Up to and including the line with "use log::info;", please reproduce the lines below exactly, beginning with the first.

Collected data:
- Opening Delimiter -

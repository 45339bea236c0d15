//! # Pipeline
//!
//! Resolve settings and toolchain, build, deploy. Strictly one stage after the other;
//! the first error aborts the run.
//!
//! With a prebuilt executable only the Qt SDK and the target are resolved, and the
//! executable goes straight to the deployment stage.

use std::path::{Path, PathBuf};
use log::info;
use crate::builder::{self, BuildRequest};
use crate::config::HostEnvironment;
use crate::deploy;
use crate::error::DeployError;
use crate::settings;
use crate::system::SystemOps;
use crate::toolchain::{self, ToolchainOverrides};

/// Caller-supplied knobs for one run.
#[derive(Debug, Clone)]
pub struct DeployOptions {
    pub project_root: PathBuf,
    /// Display name of the build profile to use.
    pub profile: String,
    pub toolchain: ToolchainOverrides,
    /// Explicit build-accelerator arguments.
    pub accelerator_args: Option<Vec<String>>,
    pub target: Option<PathBuf>,
    pub artifact_name: String,
    /// Deploy this executable as is. No settings file is read and nothing is built.
    pub prebuilt: Option<PathBuf>,
    /// Print the build script instead of running anything.
    pub dry_run: bool,
}

impl DeployOptions {
    pub fn new(project_root: impl Into<PathBuf>) -> Self {
        Self {
            project_root: project_root.into(),
            profile: settings::RELEASE.to_string(),
            toolchain: ToolchainOverrides::default(),
            accelerator_args: None,
            target: None,
            artifact_name: builder::DEFAULT_ARTIFACT.to_string(),
            prebuilt: None,
            dry_run: false,
        }
    }
}

/// What a run did.
#[derive(Debug, Clone, PartialEq, Eq)]
pub enum Outcome {
    /// The executable now lives at this path.
    Deployed(PathBuf),
    /// Dry run: the script that would have been executed.
    Planned { build_dir: PathBuf, script: String },
}

/// Runs the whole pipeline.
pub fn run(
    opts: &DeployOptions,
    env: &HostEnvironment,
    system: &impl SystemOps,
) -> Result<Outcome, DeployError> {
    if let Some(exe) = &opts.prebuilt {
        return deploy_prebuilt(exe, opts, env, system);
    }

    let build_dir = settings::resolve_build_directory(&opts.project_root, &opts.profile)?;
    info!("Build directory: {:?}", build_dir);

    let toolchain = toolchain::locate(env, &opts.toolchain, system)?;

    // Resolve the target before building so a missing LOCALAPPDATA fails fast.
    let target = resolve_target(opts, env)?;

    let request = BuildRequest {
        project_root: &opts.project_root,
        build_dir: &build_dir,
        toolchain: &toolchain,
        accelerator_args: opts.accelerator_args.as_deref(),
        artifact_name: &opts.artifact_name,
    };

    if opts.dry_run {
        return Ok(Outcome::Planned {
            script: builder::synthesize_script(&request),
            build_dir,
        });
    }

    let artifact = builder::build(&request, system)?;
    let deployed = deploy::stage(&artifact, &target, &toolchain.windeployqt(), system)?;
    Ok(Outcome::Deployed(deployed))
}

fn deploy_prebuilt(
    exe: &Path,
    opts: &DeployOptions,
    env: &HostEnvironment,
    system: &impl SystemOps,
) -> Result<Outcome, DeployError> {
    info!("Deploying prebuilt {:?}", exe);
    let qt_root = toolchain::locate_qt(env, &opts.toolchain)?;
    let target = resolve_target(opts, env)?;
    let deployed = deploy::stage(exe, &target, &toolchain::windeployqt_in(&qt_root), system)?;
    Ok(Outcome::Deployed(deployed))
}

fn resolve_target(opts: &DeployOptions, env: &HostEnvironment) -> Result<PathBuf, DeployError> {
    match &opts.target {
        Some(t) => Ok(t.clone()),
        None => env.default_target().ok_or(DeployError::TargetUnresolved),
    }
}

#[cfg(test)]
mod tests {
    use super::*;
    use crate::system::MockSystem;
    use crate::toolchain::{JOM, QT_KIT, VSWHERE};

    /// A project, a Qt Creator settings file pointing at `<tmp>/build`, and a fake toolchain.
    struct Fixture {
        tmp: tempfile::TempDir,
        env: HostEnvironment,
        opts: DeployOptions,
        vswhere: PathBuf,
        msvc: PathBuf,
    }

    impl Fixture {
        fn new() -> Self {
            let tmp = tempfile::tempdir().unwrap();
            let root = tmp.path();
            let project = root.join("komiq");
            let build = root.join("build");
            std::fs::create_dir_all(&project).unwrap();
            std::fs::write(project.join("CMakeLists.txt"), "project(Komiq)\n").unwrap();
            std::fs::write(
                project.join(settings::SETTINGS_FILE),
                format!(
                    r#"<?xml version="1.0" encoding="UTF-8"?>
<qtcreator>
 <data>
  <valuemap type="QVariantMap">
   <valuemap type="QVariantMap" key="ProjectExplorer.Target.BuildConfiguration.0">
    <value type="QString" key="ProjectExplorer.BuildConfiguration.BuildDirectory">{}</value>
    <value type="QString" key="ProjectExplorer.ProjectConfiguration.DisplayName">Release</value>
    <value type="QString" key="ProjectExplorer.ProjectConfiguration.Id">CMakeProjectManager.CMakeBuildConfiguration</value>
   </valuemap>
  </valuemap>
 </data>
</qtcreator>
"#,
                    build.display()
                ),
            )
            .unwrap();

            let app_data = root.join("AppData");
            let programs = app_data.join("Programs");
            let qt = QT_KIT.iter().fold(programs.clone(), |p, c| p.join(c));
            std::fs::create_dir_all(&qt).unwrap();
            let jom = JOM.iter().fold(programs.clone(), |p, c| p.join(c));
            std::fs::create_dir_all(jom.parent().unwrap()).unwrap();
            std::fs::write(&jom, b"").unwrap();

            let pf = root.join("ProgramFiles");
            let vswhere = VSWHERE.iter().fold(pf.clone(), |p, c| p.join(c));
            std::fs::create_dir_all(vswhere.parent().unwrap()).unwrap();
            std::fs::write(&vswhere, b"").unwrap();
            let msvc = pf.join("VS");
            std::fs::create_dir_all(&msvc).unwrap();

            let mut opts = DeployOptions::new(&project);
            opts.artifact_name = "app.exe".to_string();
            opts.target = Some(root.join("deploy"));

            Self {
                env: HostEnvironment {
                    local_app_data: Some(app_data),
                    program_files_x86: Some(pf),
                    program_files: None,
                },
                opts,
                vswhere,
                msvc,
                tmp,
            }
        }

        fn system(&self, script_exit: i32, outputs: &[(&str, &str)]) -> MockSystem {
            let mut system = MockSystem::with_stdout(&self.vswhere, &self.msvc.to_string_lossy());
            system.script_exit = script_exit;
            system.build_outputs = outputs
                .iter()
                .map(|(name, bytes)| (PathBuf::from(name), bytes.as_bytes().to_vec()))
                .collect();
            system
        }

        fn build_dir(&self) -> PathBuf {
            self.tmp.path().join("build")
        }
    }

    #[test]
    fn test_end_to_end() {
        let fx = Fixture::new();
        let system = fx.system(0, &[("app.exe", "MZ komiq")]);

        let outcome = run(&fx.opts, &fx.env, &system).unwrap();

        let expected = fx.tmp.path().join("deploy").join("app.exe");
        assert_eq!(outcome, Outcome::Deployed(expected.clone()));
        assert_eq!(std::fs::read(&expected).unwrap(), b"MZ komiq");
        assert_eq!(
            std::fs::read(&expected).unwrap(),
            std::fs::read(fx.build_dir().join("app.exe")).unwrap()
        );

        let calls = system.quiet_calls.lock().unwrap();
        assert_eq!(calls.len(), 1);
        assert!(calls[0].0.ends_with("bin/windeployqt.exe"));
    }

    #[test]
    fn test_rerun_starts_from_empty_build_dir() {
        let fx = Fixture::new();
        let system = fx.system(0, &[("app.exe", "1"), ("main.obj", "obj")]);

        run(&fx.opts, &fx.env, &system).unwrap();
        std::fs::write(fx.build_dir().join("leftover.txt"), b"stale").unwrap();
        run(&fx.opts, &fx.env, &system).unwrap();

        assert_eq!(*system.entries_before_build.lock().unwrap(), vec![0, 0]);
        assert!(!fx.build_dir().join("leftover.txt").exists());
        assert_eq!(system.quiet_count(), 2);
    }

    #[test]
    fn test_build_failure_stops_before_deploy() {
        let fx = Fixture::new();
        let system = fx.system(1, &[("app.exe", "x")]);

        let err = run(&fx.opts, &fx.env, &system).unwrap_err();

        assert!(matches!(err, DeployError::BuildFailed { code: Some(1) }), "{err:?}");
        assert_eq!(system.quiet_count(), 0);
        assert!(!fx.tmp.path().join("deploy").exists());
    }

    #[test]
    fn test_missing_artifact_never_bundles() {
        let fx = Fixture::new();
        let system = fx.system(0, &[("other.exe", "x")]);

        let err = run(&fx.opts, &fx.env, &system).unwrap_err();

        assert!(matches!(err, DeployError::BuildArtifactMissing { .. }), "{err:?}");
        assert_eq!(system.quiet_count(), 0);
    }

    #[test]
    fn test_missing_profile_aborts_before_toolchain() {
        let fx = Fixture::new();
        let mut opts = fx.opts.clone();
        opts.profile = "Profile".to_string();
        let system = MockSystem::new();

        let err = run(&opts, &fx.env, &system).unwrap_err();
        assert!(matches!(err, DeployError::ConfigurationNotFound { .. }));
        assert_eq!(system.script_count(), 0);
    }

    #[test]
    fn test_dry_run_touches_nothing() {
        let fx = Fixture::new();
        let mut opts = fx.opts.clone();
        opts.dry_run = true;
        opts.accelerator_args = Some(vec!["/J".to_string(), "4".to_string()]);
        let system = fx.system(0, &[("app.exe", "x")]);

        let outcome = run(&opts, &fx.env, &system).unwrap();

        match outcome {
            Outcome::Planned { build_dir, script } => {
                assert_eq!(build_dir, fx.build_dir());
                assert!(script.contains("jom.exe\" /J 4 || exit /b 1"), "{script}");
            }
            other => panic!("expected a plan, got {other:?}"),
        }
        assert_eq!(system.script_count(), 0);
        assert!(!fx.build_dir().exists());
    }

    #[test]
    fn test_default_target_under_local_app_data() {
        let fx = Fixture::new();
        let mut opts = fx.opts.clone();
        opts.target = None;
        let system = fx.system(0, &[("app.exe", "x")]);

        let outcome = run(&opts, &fx.env, &system).unwrap();
        let Outcome::Deployed(path) = outcome else {
            panic!("expected deploy");
        };
        assert_eq!(
            path,
            Path::new(fx.env.local_app_data.as_ref().unwrap())
                .join("Programs")
                .join("Komiq")
                .join("app.exe")
        );
    }

    #[test]
    fn test_prebuilt_skips_settings_and_build() {
        let fx = Fixture::new();
        std::fs::remove_file(fx.opts.project_root.join(settings::SETTINGS_FILE)).unwrap();
        let exe = fx.tmp.path().join("dist").join("Komiq.exe");
        std::fs::create_dir_all(exe.parent().unwrap()).unwrap();
        std::fs::write(&exe, b"MZ prebuilt").unwrap();
        let mut opts = fx.opts.clone();
        opts.prebuilt = Some(exe);
        // No vswhere output registered: MSVC must not be looked up.
        let system = MockSystem::new();

        let outcome = run(&opts, &fx.env, &system).unwrap();

        let expected = fx.tmp.path().join("deploy").join("Komiq.exe");
        assert_eq!(outcome, Outcome::Deployed(expected.clone()));
        assert_eq!(std::fs::read(&expected).unwrap(), b"MZ prebuilt");
        assert_eq!(system.script_count(), 0);
        assert!(!fx.build_dir().exists());

        let calls = system.quiet_calls.lock().unwrap();
        assert_eq!(calls.len(), 1);
        assert!(calls[0].0.ends_with("msvc2019_64/bin/windeployqt.exe"));
    }

    #[test]
    fn test_prebuilt_missing_exe() {
        let fx = Fixture::new();
        let mut opts = fx.opts.clone();
        opts.prebuilt = Some(fx.tmp.path().join("nowhere").join("Komiq.exe"));
        let system = MockSystem::new();

        let err = run(&opts, &fx.env, &system).unwrap_err();

        assert!(matches!(err, DeployError::BuildArtifactMissing { .. }), "{err:?}");
        assert_eq!(system.quiet_count(), 0);
        assert!(!fx.tmp.path().join("deploy").exists());
    }

    #[test]
    fn test_prebuilt_needs_qt() {
        let fx = Fixture::new();
        let exe = fx.tmp.path().join("Komiq.exe");
        std::fs::write(&exe, b"MZ").unwrap();
        let mut opts = fx.opts.clone();
        opts.prebuilt = Some(exe);
        opts.toolchain.qt_root = Some(fx.tmp.path().join("no-qt"));

        let err = run(&opts, &fx.env, &MockSystem::new()).unwrap_err();
        assert!(matches!(err, DeployError::ToolchainNotFound { component: "Qt SDK", .. }));
    }
}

- Closing Delimiter -

◆ **Solution**
repository 45339bea236c0d15
//! # Pipeline
//!
//! Resolve settings and toolchain, build, deploy. Strictly one stage after the other;
//! the first error aborts the run.
//!
//! With a prebuilt executable only the Qt SDK and the target are resolved, and the
//! executable goes straight to the deployment stage.

use std::path::{Path, PathBuf};
use log::info;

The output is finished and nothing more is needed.